A veces no es tanto de tendencias, si no de básicos a los que queremos volver a recurrir porque encontramos en ellos un nuevo encanto. Los stud earrings, así llamados ahora para marcar un nuevo capítulo, están viviendo un comeback que describe a la perfección la transformación que seguimos experimentando. Por un lado, el deseo de la autoexpresion a través de joyas que hablan por sí mismas y, por otro, la necesidad de lucir joyas 24/7 que se convierten en una segunda piel y que, además e intencionadamente, también transmiten una personalidad clara. Y así es como nuevas generaciones vuelven a apreciar las joyas de siempre por eso, no se trata tanto de una tendencia, más bien de un acto de ver con nuevos ojos joyas que siempre tendrán un lugar en el joyero.

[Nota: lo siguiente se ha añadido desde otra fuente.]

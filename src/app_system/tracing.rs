use tracing_subscriber::EnvFilter;

/// Install the global subscriber. `RUST_LOG` wins over the configured
/// filter. Logs go to stderr so the rendered book owns stdout.
pub fn setup_tracing(default_filter: &str) {
    let env_filter =
        EnvFilter::try_from_default_env().unwrap_or_else(|_| EnvFilter::new(default_filter));

    tracing_subscriber::fmt()
        .with_env_filter(env_filter)
        .with_timer(tracing_subscriber::fmt::time::uptime())
        .with_writer(std::io::stderr)
        .compact()
        .init();
}
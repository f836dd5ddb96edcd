#[macro_use]
mod macros;
pub mod book_client;

pub use book_client::*;
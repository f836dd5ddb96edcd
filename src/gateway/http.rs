use std::time::Duration;

use async_trait::async_trait;
use serde::Deserialize;
use tracing::{debug, instrument, warn};
use url::Url;

use super::{Gateway, GatewayError};
use crate::domain::{Contact, ContactFields, ContactId};

/// REST gateway: `GET/POST {base}`, `PUT/DELETE {base}/{id}`, JSON bodies.
///
/// No authentication, query parameters or retries. Without a configured
/// timeout a hung request stays pending.
pub struct HttpGateway {
    client: reqwest::Client,
    base_url: Url,
}

/// Only the id of an echoed record is needed.
#[derive(Deserialize)]
struct Echo {
    id: ContactId,
}

impl HttpGateway {
    pub fn new(base_url: Url, timeout: Option<Duration>) -> Result<Self, GatewayError> {
        let mut builder = reqwest::Client::builder();
        if let Some(timeout) = timeout {
            builder = builder.timeout(timeout);
        }
        let client = builder.build()?;
        Ok(Self { client, base_url })
    }

    /// `{base}/{id}`, tolerating a trailing slash on the base.
    pub fn item_url(&self, id: &ContactId) -> Result<Url, GatewayError> {
        let mut url = self.base_url.clone();
        url.path_segments_mut()
            .map_err(|_| GatewayError::Transport(format!("not a base url: {}", self.base_url)))?
            .pop_if_empty()
            .push(&id.to_string());
        Ok(url)
    }

    async fn send(&self, request: reqwest::RequestBuilder, url: &Url) -> Result<reqwest::Response, GatewayError> {
        let response = request.send().await?;
        let status = response.status();
        if status.is_success() {
            return Ok(response);
        }
        warn!(status = status.as_u16(), url = %url, "Gateway rejected request");
        Err(GatewayError::Status {
            status: status.as_u16(),
            url: url.to_string(),
        })
    }
}

#[async_trait]
impl Gateway for HttpGateway {
    #[instrument(skip(self), fields(url = %self.base_url))]
    async fn list(&self) -> Result<Vec<Contact>, GatewayError> {
        debug!("Sending request");
        let response = self.send(self.client.get(self.base_url.clone()), &self.base_url).await?;
        Ok(response.json::<Vec<Contact>>().await?)
    }

    #[instrument(skip(self, fields), fields(url = %self.base_url))]
    async fn create(&self, fields: ContactFields) -> Result<Option<ContactId>, GatewayError> {
        debug!("Sending request");
        let response = self
            .send(self.client.post(self.base_url.clone()).json(&fields), &self.base_url)
            .await?;
        // Services that answer without echoing the record still count as success.
        let body = response.bytes().await?;
        Ok(serde_json::from_slice::<Echo>(&body).ok().map(|echo| echo.id))
    }

    #[instrument(skip(self, fields), fields(contact_id = %id))]
    async fn update(&self, id: ContactId, fields: ContactFields) -> Result<(), GatewayError> {
        debug!("Sending request");
        let url = self.item_url(&id)?;
        self.send(self.client.put(url.clone()).json(&fields), &url).await?;
        Ok(())
    }

    #[instrument(skip(self), fields(contact_id = %id))]
    async fn delete(&self, id: ContactId) -> Result<(), GatewayError> {
        debug!("Sending request");
        let url = self.item_url(&id)?;
        self.send(self.client.delete(url.clone()), &url).await?;
        Ok(())
    }
}
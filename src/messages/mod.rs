use tokio::sync::oneshot;

use crate::book::BookSnapshot;
use crate::book_actor::{BookError, SubmitOutcome};
use crate::domain::{Contact, ContactId, Field};

/// Generic type aliases for service communication
pub type ServiceResult<T, E> = std::result::Result<T, E>;
pub type ServiceResponse<T, E> = oneshot::Sender<ServiceResult<T, E>>;

/// One variant per operation on the contact book. Each carries its
/// parameters and a oneshot channel for the reply.
#[derive(Debug)]
pub enum BookRequest {
    Refresh {
        respond_to: ServiceResponse<usize, BookError>,
    },
    SetField {
        field: Field,
        value: String,
        respond_to: ServiceResponse<(), BookError>,
    },
    BeginEdit {
        id: ContactId,
        respond_to: ServiceResponse<Option<Contact>, BookError>,
    },
    Submit {
        respond_to: ServiceResponse<SubmitOutcome, BookError>,
    },
    Delete {
        id: ContactId,
        respond_to: ServiceResponse<(), BookError>,
    },
    SetSearchTerm {
        term: String,
        respond_to: ServiceResponse<(), BookError>,
    },
    SetPage {
        page: usize,
        respond_to: ServiceResponse<(), BookError>,
    },
    Snapshot {
        respond_to: ServiceResponse<BookSnapshot, BookError>,
    },
    Shutdown,
}
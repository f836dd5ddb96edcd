//! Line commands for driving the book from a terminal.

use thiserror::Error;

use crate::domain::{ContactId, Field};

#[derive(Debug, Clone, PartialEq)]
pub enum Command {
    Set { field: Field, value: String },
    Edit(ContactId),
    Submit,
    Delete(ContactId),
    Search(String),
    Page(usize),
    Refresh,
    Show,
    Help,
    Quit,
}

#[derive(Debug, Clone, Error, PartialEq)]
pub enum ParseError {
    #[error("Unknown command: {0}")]
    UnknownCommand(String),
    #[error("Missing argument for {0}")]
    MissingArgument(&'static str),
    #[error("{0}")]
    InvalidField(String),
    #[error("Page must be a number: {0}")]
    InvalidPage(String),
}

pub const HELP: &str = "\
commands:
  set <name|email|phone|image> <value>
  edit <id>       load a contact into the form
  submit          add or update
  delete <id>
  search [text]   empty text clears the search
  page <n>
  refresh | show | help | quit";

/// `Ok(None)` for a blank line.
pub fn parse(line: &str) -> Result<Option<Command>, ParseError> {
    let line = line.trim();
    if line.is_empty() {
        return Ok(None);
    }
    let (verb, rest) = match line.split_once(char::is_whitespace) {
        Some((verb, rest)) => (verb, rest.trim()),
        None => (line, ""),
    };

    let command = match verb.to_ascii_lowercase().as_str() {
        "set" => {
            let (field, value) = match rest.split_once(char::is_whitespace) {
                Some((field, value)) => (field, value.trim()),
                None if !rest.is_empty() => (rest, ""),
                None => return Err(ParseError::MissingArgument("set")),
            };
            Command::Set {
                field: field.parse().map_err(ParseError::InvalidField)?,
                value: value.to_string(),
            }
        }
        "edit" => Command::Edit(id_argument("edit", rest)?),
        "delete" => Command::Delete(id_argument("delete", rest)?),
        "submit" => Command::Submit,
        "search" => Command::Search(rest.to_string()),
        "page" => {
            if rest.is_empty() {
                return Err(ParseError::MissingArgument("page"));
            }
            Command::Page(rest.parse().map_err(|_| ParseError::InvalidPage(rest.to_string()))?)
        }
        "refresh" => Command::Refresh,
        "show" => Command::Show,
        "help" => Command::Help,
        "quit" | "exit" => Command::Quit,
        other => return Err(ParseError::UnknownCommand(other.to_string())),
    };
    Ok(Some(command))
}

fn id_argument(verb: &'static str, rest: &str) -> Result<ContactId, ParseError> {
    if rest.is_empty() {
        Err(ParseError::MissingArgument(verb))
    } else {
        Ok(ContactId::new(rest))
    }
}
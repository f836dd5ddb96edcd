mod app_system;
mod book;
mod book_actor;
mod clients;
mod domain;
mod gateway;
mod messages;
mod render;
mod shell;

#[cfg(test)]
mod mock_framework;

use anyhow::Context;
use tokio::io::{AsyncBufReadExt, BufReader};
use tracing::{error, info, warn};

use crate::app_system::{setup_tracing, ContactSystem, Settings};
use crate::book_actor::SubmitOutcome;
use crate::clients::BookClient;
use crate::shell::Command;

#[tokio::main]
async fn main() -> anyhow::Result<()> {
    let settings = Settings::new().context("loading configuration")?;
    setup_tracing(&settings.log.filter);

    info!("Starting contact book");
    let system = ContactSystem::new(&settings).context("starting contact system")?;

    println!("{}", shell::HELP);
    show(&system.book_client).await?;

    let mut lines = BufReader::new(tokio::io::stdin()).lines();
    while let Some(line) = lines.next_line().await? {
        let command = match shell::parse(&line) {
            Ok(Some(command)) => command,
            Ok(None) => continue,
            Err(e) => {
                println!("{e}");
                continue;
            }
        };
        if command == Command::Quit {
            break;
        }
        execute(&system.book_client, command).await?;
    }

    system.shutdown().await.map_err(anyhow::Error::msg)?;
    info!("Contact book closed");
    Ok(())
}

async fn execute(client: &BookClient, command: Command) -> anyhow::Result<()> {
    match command {
        Command::Set { field, value } => client.set_field(field, value).await?,
        Command::Edit(id) => {
            if client.begin_edit(id.clone()).await?.is_none() {
                warn!(contact_id = %id, "No such contact to edit");
            }
        }
        Command::Submit => match client.submit().await? {
            SubmitOutcome::GatewayFailed => error!("Submit did not reach the contact service"),
            outcome => info!(outcome = ?outcome, "Submit finished"),
        },
        Command::Delete(id) => client.delete(id).await?,
        Command::Search(term) => client.set_search_term(term).await?,
        Command::Page(page) => client.set_page(page).await?,
        Command::Refresh => {
            client.refresh().await?;
        }
        Command::Show | Command::Quit => {}
        Command::Help => {
            println!("{}", shell::HELP);
            return Ok(());
        }
    }
    show(client).await
}

async fn show(client: &BookClient) -> anyhow::Result<()> {
    let snapshot = client.snapshot().await?;
    println!("{}", render::render(&snapshot));
    Ok(())
}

En 2026, uno de los pendientes más icónicos del universo joyero vuelve a ser un must. Lucido por celebrities, prescriptoras de estilo, amantes de la joyería y generaciones pasadas, estos pendientes vuelven para conquistar también a un nuevo público que entiende el valor de un buen fondo de joyero. Al igual que la temporada pasada, el estilo clásico continúa ganando cada vez más terreno y piezas que son un must reconquistan también a las nuevas generaciones, como prueba de que, con una buena joya, nada puede fallar.

Los stud earrings o, lo que es lo mismo, esos pendientes ni demasiado grandes, ni demasiado discretos, adaptados a la perfección al lóbulo y con un brillo indiscutible, vuelven a ser protagonistas. De oro, de plata, en diferentes formatos y estilos, con diamantes o con piedras preciosas de color, las posibilidades son las mismas que la capacidad de estos pendientes de adaptarse a todas las situaciones del día a día. Un indiscutible fondo de joyero que vuelve a reconquistarnos.